- Required action
Among the records, how many lines carry the string "RCPT"? Give that number with nothing added.

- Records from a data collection
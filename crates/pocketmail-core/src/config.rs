//! Account and limit settings.
//!
//! Settings are plain values handed to the engine as a snapshot. Nothing
//! here is read from global state; a change reaches a running handler only
//! through [`ConnectionHandler::update_settings`](crate::ConnectionHandler::update_settings).

use std::time::Duration;

use pocketmail_net::{ConnectOptions, Security};
use pocketmail_smtp::AuthMechanism;
use serde::{Deserialize, Serialize};

/// Mail retrieval protocol of an account.
#[derive(Debug, Clone, Copy, PartialEq, Eq, Default, Serialize, Deserialize)]
#[serde(rename_all = "lowercase")]
pub enum ProtocolKind {
    /// IMAP4rev1.
    #[default]
    Imap,
    /// POP3.
    Pop3,
}

impl ProtocolKind {
    /// Get default port for the security mode.
    #[must_use]
    pub const fn default_port(self, security: Security) -> u16 {
        match (self, security) {
            (Self::Imap, Security::None | Security::StartTls) => 143,
            (Self::Imap, Security::Implicit) => 993,
            (Self::Pop3, Security::None | Security::StartTls) => 110,
            (Self::Pop3, Security::Implicit) => 995,
        }
    }
}

/// Username and password.
#[derive(Clone, Default, PartialEq, Eq, Serialize, Deserialize)]
pub struct Credentials {
    /// Login name.
    pub username: String,
    /// Password.
    pub password: String,
}

impl Credentials {
    /// Creates credentials.
    #[must_use]
    pub fn new(username: impl Into<String>, password: impl Into<String>) -> Self {
        Self {
            username: username.into(),
            password: password.into(),
        }
    }
}

impl std::fmt::Debug for Credentials {
    fn fmt(&self, f: &mut std::fmt::Formatter<'_>) -> std::fmt::Result {
        f.debug_struct("Credentials")
            .field("username", &self.username)
            .field("password", &"***")
            .finish()
    }
}

/// Incoming mail server of one account.
#[derive(Debug, Clone, PartialEq, Eq, Serialize, Deserialize)]
pub struct AccountConfig {
    /// Server hostname.
    pub host: String,
    /// Server port.
    pub port: u16,
    /// Security mode.
    pub security: Security,
    /// Login credentials.
    pub credentials: Credentials,
    /// Retrieval protocol.
    pub protocol: ProtocolKind,
    /// Route the transport through the device's own network stack rather
    /// than a carrier proxy. Carried for the embedder; the engine always
    /// dials directly.
    #[serde(default)]
    pub device_routing: bool,
}

impl AccountConfig {
    /// Creates an IMAP account with implicit TLS on port 993.
    #[must_use]
    pub fn imap(host: impl Into<String>, credentials: Credentials) -> Self {
        Self::new(host, ProtocolKind::Imap, credentials)
    }

    /// Creates a POP3 account with implicit TLS on port 995.
    #[must_use]
    pub fn pop3(host: impl Into<String>, credentials: Credentials) -> Self {
        Self::new(host, ProtocolKind::Pop3, credentials)
    }

    fn new(host: impl Into<String>, protocol: ProtocolKind, credentials: Credentials) -> Self {
        let security = Security::default();
        Self {
            host: host.into(),
            port: protocol.default_port(security),
            security,
            credentials,
            protocol,
            device_routing: false,
        }
    }

    /// Sets the security mode and moves to that mode's default port.
    #[must_use]
    pub const fn security(mut self, security: Security) -> Self {
        self.security = security;
        self.port = self.protocol.default_port(security);
        self
    }

    /// Overrides the port.
    #[must_use]
    pub const fn port(mut self, port: u16) -> Self {
        self.port = port;
        self
    }

    /// Sets the device-routing flag.
    #[must_use]
    pub const fn device_routing(mut self, enabled: bool) -> Self {
        self.device_routing = enabled;
        self
    }

    /// Connection options for the line connection.
    #[must_use]
    pub fn connect_options(&self, timeout: Duration) -> ConnectOptions {
        ConnectOptions::new(&self.host, self.port, self.security).connect_timeout(timeout)
    }

    /// Checks the settings before a connection is attempted.
    pub fn validate(&self) -> Result<(), Vec<ValidationError>> {
        let mut errors = Vec::new();
        if self.host.trim().is_empty() {
            errors.push(ValidationError::EmptyHost);
        }
        if self.port == 0 {
            errors.push(ValidationError::InvalidPort);
        }
        if self.credentials.username.trim().is_empty() {
            errors.push(ValidationError::EmptyUsername);
        }
        if self.credentials.password.is_empty() {
            errors.push(ValidationError::EmptyPassword);
        }
        if errors.is_empty() { Ok(()) } else { Err(errors) }
    }
}

/// Outgoing mail server.
#[derive(Debug, Clone, PartialEq, Eq, Serialize, Deserialize)]
pub struct SmtpConfig {
    /// Server hostname.
    pub host: String,
    /// Server port.
    pub port: u16,
    /// Security mode.
    pub security: Security,
    /// Credentials; `None` sends without AUTH.
    pub credentials: Option<Credentials>,
    /// SASL mechanism used when credentials are present.
    #[serde(default)]
    pub mechanism: AuthMechanism,
    /// Name announced in EHLO.
    pub client_name: String,
}

impl SmtpConfig {
    /// Creates a configuration for STARTTLS on the submission port.
    #[must_use]
    pub fn new(host: impl Into<String>) -> Self {
        Self {
            host: host.into(),
            port: Self::default_port(Security::StartTls),
            security: Security::StartTls,
            credentials: None,
            mechanism: AuthMechanism::default(),
            client_name: "localhost".to_string(),
        }
    }

    /// Get default port for the security mode.
    #[must_use]
    pub const fn default_port(security: Security) -> u16 {
        match security {
            Security::None => 25,
            Security::StartTls => 587,
            Security::Implicit => 465,
        }
    }

    /// Sets the security mode and moves to that mode's default port.
    #[must_use]
    pub const fn security(mut self, security: Security) -> Self {
        self.security = security;
        self.port = Self::default_port(security);
        self
    }

    /// Overrides the port.
    #[must_use]
    pub const fn port(mut self, port: u16) -> Self {
        self.port = port;
        self
    }

    /// Authenticates with `mechanism`.
    #[must_use]
    pub fn credentials(mut self, credentials: Credentials, mechanism: AuthMechanism) -> Self {
        self.credentials = Some(credentials);
        self.mechanism = mechanism;
        self
    }

    /// Sets the EHLO name.
    #[must_use]
    pub fn client_name(mut self, name: impl Into<String>) -> Self {
        self.client_name = name.into();
        self
    }

    /// Connection options for the line connection.
    #[must_use]
    pub fn connect_options(&self, timeout: Duration) -> ConnectOptions {
        ConnectOptions::new(&self.host, self.port, self.security).connect_timeout(timeout)
    }
}

/// Retrieval limits shared by every account.
#[derive(Debug, Clone, Copy, PartialEq, Eq, Serialize, Deserialize)]
#[serde(default)]
pub struct Limits {
    /// Newest messages listed per folder fetch.
    pub max_retrieved_headers: u32,
    /// Deepest folder level listed over IMAP; 1 lists top-level folders only.
    pub imap_max_folder_depth: u32,
    /// Byte budget for the sections of one IMAP message.
    pub imap_max_message_size: usize,
    /// Body lines requested with POP3 TOP.
    pub pop_max_lines: u32,
    /// Timeout for establishing a connection.
    #[serde(with = "duration_secs")]
    pub connect_timeout: Duration,
}

impl Default for Limits {
    fn default() -> Self {
        Self {
            max_retrieved_headers: 50,
            imap_max_folder_depth: 3,
            imap_max_message_size: 512 * 1024,
            pop_max_lines: 1000,
            connect_timeout: Duration::from_secs(30),
        }
    }
}

mod duration_secs {
    use std::time::Duration;

    use serde::{Deserialize, Deserializer, Serializer};

    pub fn serialize<S: Serializer>(value: &Duration, serializer: S) -> Result<S::Ok, S::Error> {
        serializer.serialize_u64(value.as_secs())
    }

    pub fn deserialize<'de, D: Deserializer<'de>>(deserializer: D) -> Result<Duration, D::Error> {
        u64::deserialize(deserializer).map(Duration::from_secs)
    }
}

/// Validation error for account configuration.
#[derive(Debug, Clone, Copy, PartialEq, Eq)]
pub enum ValidationError {
    /// Host is empty.
    EmptyHost,
    /// Port is zero.
    InvalidPort,
    /// Username is empty.
    EmptyUsername,
    /// Password is empty.
    EmptyPassword,
}

impl ValidationError {
    /// Get human-readable error message.
    #[must_use]
    pub const fn message(self) -> &'static str {
        match self {
            Self::EmptyHost => "Server is required",
            Self::InvalidPort => "Port must be 1-65535",
            Self::EmptyUsername => "Username is required",
            Self::EmptyPassword => "Password is required",
        }
    }

    /// Get the field name this error relates to.
    #[must_use]
    pub const fn field(self) -> &'static str {
        match self {
            Self::EmptyHost => "host",
            Self::InvalidPort => "port",
            Self::EmptyUsername => "username",
            Self::EmptyPassword => "password",
        }
    }
}

impl std::fmt::Display for ValidationError {
    fn fmt(&self, f: &mut std::fmt::Formatter<'_>) -> std::fmt::Result {
        write!(f, "{}", self.message())
    }
}

impl std::error::Error for ValidationError {}

#[cfg(test)]
#[allow(clippy::unwrap_used)]
mod tests {
    use super::*;

    #[test]
    fn test_default_ports() {
        let account = AccountConfig::imap("imap.example.com", Credentials::new("ann", "pw"));
        assert_eq!(account.port, 993);
        assert_eq!(account.security(Security::StartTls).port, 143);

        let account = AccountConfig::pop3("pop.example.com", Credentials::new("ann", "pw"));
        assert_eq!(account.port, 995);
        assert_eq!(account.security(Security::None).port, 110);

        assert_eq!(SmtpConfig::new("smtp.example.com").port, 587);
        assert_eq!(SmtpConfig::new("smtp.example.com").security(Security::Implicit).port, 465);
    }

    #[test]
    fn test_validate() {
        let account = AccountConfig::imap("imap.example.com", Credentials::new("ann", "pw"));
        assert!(account.validate().is_ok());

        let broken = AccountConfig::imap(" ", Credentials::new("", "")).port(0);
        let errors = broken.validate().unwrap_err();
        assert_eq!(
            errors,
            vec![
                ValidationError::EmptyHost,
                ValidationError::InvalidPort,
                ValidationError::EmptyUsername,
                ValidationError::EmptyPassword,
            ]
        );
        assert_eq!(errors[1].field(), "port");
    }

    #[test]
    fn test_credentials_debug_hides_password() {
        let debug = format!("{:?}", Credentials::new("ann", "hunter2"));
        assert!(debug.contains("ann"));
        assert!(!debug.contains("hunter2"));
    }

    #[test]
    fn test_serde_round_trip() {
        let account = AccountConfig::pop3("pop.example.com", Credentials::new("ann", "pw"))
            .device_routing(true);
        let json = serde_json::to_string(&account).unwrap();
        assert!(json.contains("\"pop3\""));
        let back: AccountConfig = serde_json::from_str(&json).unwrap();
        assert_eq!(back, account);

        let limits: Limits = serde_json::from_str(r#"{"pop_max_lines": 20}"#).unwrap();
        assert_eq!(limits.pop_max_lines, 20);
        assert_eq!(limits.max_retrieved_headers, 50);
        assert_eq!(limits.connect_timeout, Duration::from_secs(30));
    }
}
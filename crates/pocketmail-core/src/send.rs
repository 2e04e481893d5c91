//! Outgoing mail over SMTP.

use std::time::Duration;

use pocketmail_mime::OutgoingMessage;
use pocketmail_net::{LineConnection, Security, TlsUpgrade, connect};
use pocketmail_smtp::{SessionState, SmtpClient};
use tracing::{debug, info, warn};

use crate::config::SmtpConfig;
use crate::{Error, Result};

const CONNECT_TIMEOUT: Duration = Duration::from_secs(30);

/// Sends `messages` in one SMTP session.
///
/// The outer result fails only when the session itself does: connect,
/// STARTTLS, authentication, or a connection lost mid-batch. Otherwise
/// there is one result per message, in order, and a rejected message does
/// not stop the ones after it.
///
/// # Errors
///
/// Returns an error if the session cannot be set up or is lost.
pub async fn send_messages(
    config: &SmtpConfig,
    messages: &[OutgoingMessage],
) -> Result<Vec<Result<()>>> {
    info!(
        host = %config.host,
        port = config.port,
        security = ?config.security,
        count = messages.len(),
        "sending mail"
    );
    let conn = connect(&config.connect_options(CONNECT_TIMEOUT)).await?;
    send_messages_over(conn, config, messages).await
}

/// [`send_messages`] over an already open connection.
///
/// # Errors
///
/// Returns an error if the session cannot be set up or is lost.
pub async fn send_messages_over<S: TlsUpgrade>(
    conn: LineConnection<S>,
    config: &SmtpConfig,
    messages: &[OutgoingMessage],
) -> Result<Vec<Result<()>>> {
    let client = SmtpClient::greeting(conn).await?;
    let mut client = client.ehlo(&config.client_name).await?;
    if config.security == Security::StartTls {
        client = client.starttls(&config.host).await?;
    }

    match &config.credentials {
        Some(credentials) => {
            let client = client
                .authenticate(config.mechanism, &credentials.username, &credentials.password)
                .await?;
            deliver(client, messages).await
        }
        None => deliver(client, messages).await,
    }
}

async fn deliver<S: TlsUpgrade, State: SessionState>(
    mut client: SmtpClient<S, State>,
    messages: &[OutgoingMessage],
) -> Result<Vec<Result<()>>> {
    let mut results = Vec::with_capacity(messages.len());
    for message in messages {
        let recipients = message.recipients();
        if recipients.is_empty() {
            warn!(subject = %message.envelope.subject, "message has no recipients");
            results.push(Err(Error::Smtp(pocketmail_smtp::Error::InvalidAddress(
                "no recipients".into(),
            ))));
            continue;
        }

        match client
            .send(message.sender(), &recipients, &message.to_bytes())
            .await
        {
            Ok(()) => {
                debug!(recipients = recipients.len(), "message sent");
                results.push(Ok(()));
            }
            Err(e) if e.is_connection_lost() => return Err(e.into()),
            Err(e) => {
                warn!(error = %e, "message rejected");
                results.push(Err(e.into()));
                // A failed transaction does not count as sent, so the next
                // send would skip its own RSET.
                if let Err(e) = client.rset().await {
                    if e.is_connection_lost() {
                        return Err(e.into());
                    }
                    warn!(error = %e, "RSET after rejection failed");
                }
            }
        }
    }

    if let Err(e) = client.quit().await {
        debug!(error = %e, "QUIT failed");
    }
    Ok(results)
}

#[cfg(test)]
#[allow(clippy::unwrap_used)]
mod tests {
    use pocketmail_mime::Envelope;
    use pocketmail_net::testing::{ScriptedStream, WriteLog};
    use pocketmail_smtp::AuthMechanism;
    use tokio_test::io::Builder;

    use super::*;
    use crate::config::Credentials;

    fn message(to: &[&str], body: &str) -> OutgoingMessage {
        let envelope = Envelope {
            subject: "Hi".into(),
            from: vec!["Ann <ann@example.com>".into()],
            to: to.iter().map(|s| (*s).to_string()).collect(),
            ..Envelope::default()
        };
        OutgoingMessage::text(envelope, body)
    }

    fn connection(mock: tokio_test::io::Mock) -> (LineConnection<ScriptedStream>, WriteLog) {
        let (stream, log) = ScriptedStream::new(mock);
        (LineConnection::new(stream), log)
    }

    fn written(log: &WriteLog) -> String {
        log.writes()
            .into_iter()
            .map(|(_, bytes)| String::from_utf8(bytes).unwrap())
            .collect()
    }

    /// DATA payload as the client puts it on the wire.
    fn data_bytes(message: &OutgoingMessage) -> Vec<u8> {
        let mut bytes = message.to_bytes();
        if !bytes.ends_with(b"\r\n") {
            bytes.extend_from_slice(b"\r\n");
        }
        bytes.extend_from_slice(b".\r\n");
        bytes
    }

    #[tokio::test]
    async fn test_two_messages_with_rset_between() {
        let first = message(&["bob@example.org"], "one");
        let second = message(&["cy@example.org"], "two");
        let mock = Builder::new()
            .read(b"220 mx ESMTP\r\n")
            .write(b"EHLO phone\r\n")
            .read(b"250-mx\r\n250 8BITMIME\r\n")
            .write(b"MAIL FROM:<ann@example.com>\r\n")
            .read(b"250 ok\r\n")
            .write(b"RCPT TO:<bob@example.org>\r\n")
            .read(b"250 ok\r\n")
            .write(b"DATA\r\n")
            .read(b"354 go\r\n")
            .write(&data_bytes(&first))
            .read(b"250 queued\r\n")
            .write(b"RSET\r\n")
            .read(b"250 ok\r\n")
            .write(b"MAIL FROM:<ann@example.com>\r\n")
            .read(b"250 ok\r\n")
            .write(b"RCPT TO:<cy@example.org>\r\n")
            .read(b"250 ok\r\n")
            .write(b"DATA\r\n")
            .read(b"354 go\r\n")
            .write(&data_bytes(&second))
            .read(b"250 queued\r\n")
            .write(b"QUIT\r\n")
            .read(b"221 bye\r\n")
            .build();
        let (conn, log) = connection(mock);
        let config = SmtpConfig::new("mx").security(Security::None).client_name("phone");

        let results = send_messages_over(conn, &config, &[first, second])
            .await
            .unwrap();
        assert_eq!(results.len(), 2);
        assert!(results.iter().all(Result::is_ok));
        assert!(written(&log).contains("RSET\r\n"));
    }

    #[tokio::test]
    async fn test_rejected_recipient_does_not_stop_batch() {
        let mock = Builder::new()
            .read(b"220 mx ESMTP\r\n")
            .write(b"EHLO phone\r\n")
            .read(b"250 mx\r\n")
            .write(b"AUTH PLAIN\r\n")
            .read(b"334 \r\n")
            .write(b"AGFubgBzZWNyZXQ=\r\n")
            .read(b"235 ok\r\n")
            .write(b"MAIL FROM:<ann@example.com>\r\n")
            .read(b"250 ok\r\n")
            .write(b"RCPT TO:<nobody@example.org>\r\n")
            .read(b"550 no such user\r\n")
            .write(b"RSET\r\n")
            .read(b"250 ok\r\n")
            .write(b"QUIT\r\n")
            .read(b"221 bye\r\n")
            .build();
        let (conn, _log) = connection(mock);
        let config = SmtpConfig::new("mx")
            .security(Security::None)
            .client_name("phone")
            .credentials(Credentials::new("ann", "secret"), AuthMechanism::Plain);

        let results = send_messages_over(
            conn,
            &config,
            &[message(&["nobody@example.org"], "x"), message(&[], "y")],
        )
        .await
        .unwrap();
        assert!(matches!(
            &results[0],
            Err(Error::Smtp(e)) if e.is_permanent()
        ));
        assert!(matches!(
            &results[1],
            Err(Error::Smtp(pocketmail_smtp::Error::InvalidAddress(_)))
        ));
    }

    #[tokio::test]
    async fn test_auth_failure_aborts() {
        let mock = Builder::new()
            .read(b"220 mx ESMTP\r\n")
            .write(b"EHLO phone\r\n")
            .read(b"250 mx\r\n")
            .write(b"AUTH PLAIN\r\n")
            .read(b"334 \r\n")
            .write(b"AGFubgB3cm9uZw==\r\n")
            .read(b"535 bad credentials\r\n")
            .build();
        let (conn, _log) = connection(mock);
        let config = SmtpConfig::new("mx")
            .security(Security::None)
            .client_name("phone")
            .credentials(Credentials::new("ann", "wrong"), AuthMechanism::Plain);

        let err = send_messages_over(conn, &config, &[message(&["bob@example.org"], "x")])
            .await
            .unwrap_err();
        assert_eq!(err.kind(), crate::FailureKind::Auth);
    }

    #[tokio::test]
    async fn test_starttls_before_next_command() {
        let mock = Builder::new()
            .read(b"220 mx ESMTP\r\n")
            .write(b"EHLO phone\r\n")
            .read(b"250-mx\r\n250 STARTTLS\r\n")
            .write(b"STARTTLS\r\n")
            .read(b"220 go ahead\r\n")
            .write(b"EHLO phone\r\n")
            .read(b"250 mx\r\n")
            .write(b"QUIT\r\n")
            .read(b"221 bye\r\n")
            .build();
        let (conn, log) = connection(mock);
        let config = SmtpConfig::new("mx").client_name("phone");
        assert_eq!(config.security, Security::StartTls);

        let results = send_messages_over(conn, &config, &[]).await.unwrap();
        assert!(results.is_empty());

        let writes = log.writes();
        let tls_from = writes
            .iter()
            .position(|(tls, _)| *tls)
            .unwrap();
        assert_eq!(writes[tls_from].1, b"EHLO phone\r\n");
        assert!(writes[..tls_from].iter().all(|(tls, _)| !tls));
    }
}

- Answer to this task
3